Sant Felip Neri
Una de las callejuelas que lleven a la Plaza Sant Felip Neri, en el barrio Gòtic. © Paola de Grenet

El regreso de la heroína

Se normaliza el consumo de heroína en muchos barrios de Barcelona y parece que el Ayuntamiento no reaccione a dicha pandemia

Ha ocurrido varias veces, esta última semana. De noche dejo la basura en la calle y paseo fumando un purito antes de acostarme, en medio del barrio del Call de Barcelona. Se me acerca un hombre de mediana edad, temblando como un enfermo de fiebre, y me pide fuego para encenderse un cigarrillo. Sé perfectamente que no sólo es adicto al tabaco y le digo que tranquilo, que se quede el mechero, porque en casa tenemos muchos. Mientras dice “gracias” corre a esconderse en uno de los rincones de la Placeta de Manuel Ribé, muy cerca de la terraza del Bistrot Levante y de la antigua Sinagoga Mayor de Barcelona. Sé que no sólo tiene afición por fumar porque lleva una cucharilla en la mano y también porque, seguramente, mañana le encontraré, todavía colocado de heroína, en el mismo lugar o en una de las esquinas de la Plaza Neri, despertándose debido al griterío de los niños que van a la escuela o al de los turistas que desayunan en uno de los hoteles más lujosos del barrio.
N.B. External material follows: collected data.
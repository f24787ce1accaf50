//! Key-value storage backends for the persistence shim

use chrono::{DateTime, Utc};
use serde::{Deserialize, Serialize};
use std::collections::{BTreeMap, HashMap};
use std::fs;
use std::path::{Path, PathBuf};
use thiserror::Error;

/// Errors related to key-value storage
#[derive(Debug, Error)]
pub enum StorageError {
    #[error("IO error: {0}")]
    Io(#[from] std::io::Error),
    #[error("Failed to parse storage file {}: {source}", .path.display())]
    Parse {
        path: PathBuf,
        #[source]
        source: serde_json::Error,
    },
    #[error("Failed to serialize storage: {0}")]
    Serialize(#[from] serde_json::Error),
}

/// Minimal string key-value store
pub trait KeyValueStore {
    fn set(&mut self, key: &str, value: &str) -> Result<(), StorageError>;
    fn get(&self, key: &str) -> Result<Option<String>, StorageError>;
}

/// In-memory store, used when persistence is disabled and in tests
#[derive(Debug, Default, Clone)]
pub struct MemoryKvStore {
    entries: HashMap<String, String>,
}

impl MemoryKvStore {
    pub fn new() -> Self {
        Self::default()
    }
}

impl KeyValueStore for MemoryKvStore {
    fn set(&mut self, key: &str, value: &str) -> Result<(), StorageError> {
        self.entries.insert(key.to_string(), value.to_string());
        Ok(())
    }

    fn get(&self, key: &str) -> Result<Option<String>, StorageError> {
        Ok(self.entries.get(key).cloned())
    }
}

/// A stored value and when it was last written
#[derive(Debug, Clone, PartialEq, Serialize, Deserialize)]
pub struct StoredValue {
    pub value: String,
    pub updated: DateTime<Utc>,
}

/// JSON file store: one object mapping keys to [`StoredValue`]
#[derive(Debug, Clone)]
pub struct FileKvStore {
    path: PathBuf,
}

impl FileKvStore {
    pub fn new(path: impl AsRef<Path>) -> Self {
        FileKvStore {
            path: path.as_ref().to_path_buf(),
        }
    }

    fn load(&self) -> Result<BTreeMap<String, StoredValue>, StorageError> {
        if !self.path.exists() {
            return Ok(BTreeMap::new());
        }

        let content = fs::read_to_string(&self.path)?;
        if content.trim().is_empty() {
            return Ok(BTreeMap::new());
        }

        serde_json::from_str(&content).map_err(|source| StorageError::Parse {
            path: self.path.clone(),
            source,
        })
    }
}

impl KeyValueStore for FileKvStore {
    fn set(&mut self, key: &str, value: &str) -> Result<(), StorageError> {
        let mut entries = self.load()?;
        entries.insert(
            key.to_string(),
            StoredValue {
                value: value.to_string(),
                updated: Utc::now(),
            },
        );

        if let Some(parent) = self.path.parent() {
            fs::create_dir_all(parent)?;
        }

        let content = serde_json::to_string_pretty(&entries)?;
        fs::write(&self.path, content)?;
        Ok(())
    }

    fn get(&self, key: &str) -> Result<Option<String>, StorageError> {
        Ok(self.load()?.remove(key).map(|stored| stored.value))
    }
}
El problema de esta escena no es (sólo) la incomodidad de encontrarse un desdichado adicto pinchándose junto a casa, ni que una persona que puede llegar a tener un comportamiento peligroso —fruto de su impaciencia— esté a pocos metros de tantos críos, ni siquiera que los turistas que masifican Ciutat Vella frunzan la nariz ante la visión de un heroinómano estorbándoles las postalitas insufribles que colgarán en Instagram. La desgracia primordial de esta escena es la imagen de una persona destrozándose la vida con uno de los opiáceos más letales del planeta. Las autoridades municipales, a través de los servicios de limpieza (que recogen unas 2.500 jeringuillas cada mes) dicen que el consumo de heroína en Barcelona ha vuelto a los niveles prepandémicos. Mi nariz y la intuición de los vecinos no tiene el poder de la estadística: pero diría que estamos ante unas cifras todavía más preocupantes.

Hasta ahora, los gestores de lo público pensaban que bastaría con la presión policial en los narcopisos (de nuevo, mi experiencia sitúa ahí un interrogante: hemos tenido uno debajo de casa operando más de un año sin que nadie intervenga) o con garantizar la seguridad en los alrededores de narcosalas como la Baluard del Raval. Pero el problema central sigue siendo el comercio de droga y la insuficiencia de agentes sociales para paliarlo, sumado al hecho de que los puntos de venta de opiáceos ya no se centran únicamente en el centro de la ciudad (el verano pasado, sin ir más lejos, se desmantelaron dos en Gracia). Los técnicos del Ayuntamiento me responderán que promueven la presencia de agentes cívicos en los barrios (y es cierto); pero habría que recordarles algo tan básico como que los heroinómanos no se drogan, delinquen, ni causan bronca durante la jornada diurna de un educador social.

A principios de este siglo, el escritor Roberto Saviano ya nos advirtió de que el estado español estaba invadido por el dinero de la camorra y que gran parte del comercio de droga europeo, incluida la heroína, pasaba por Barcelona. También lo hizo el periodista Joan Queralt, quien avisó de que los clanes mafiosos operan en nuestra ciudad a través del blanqueo de capital dentro de los sectores turísticos e inmobiliario. No parece que nuestros responsables municipales se hayan tomado estas advertencias con el nivel de seriedad que conllevan. El problema, la responsabilidad y la culpa de todo ello, en definitiva, no radica en la escena que yo he descrito al inicio, sino en todo un sistema complejísimo que, de momento, campa libremente por Barcelona sin que nadie acabe de aportar soluciones. Mientras no se ocupen del tema, hoy por la noche se me acercará otro chaval al que daré un mechero para que siga destrozándose la vida.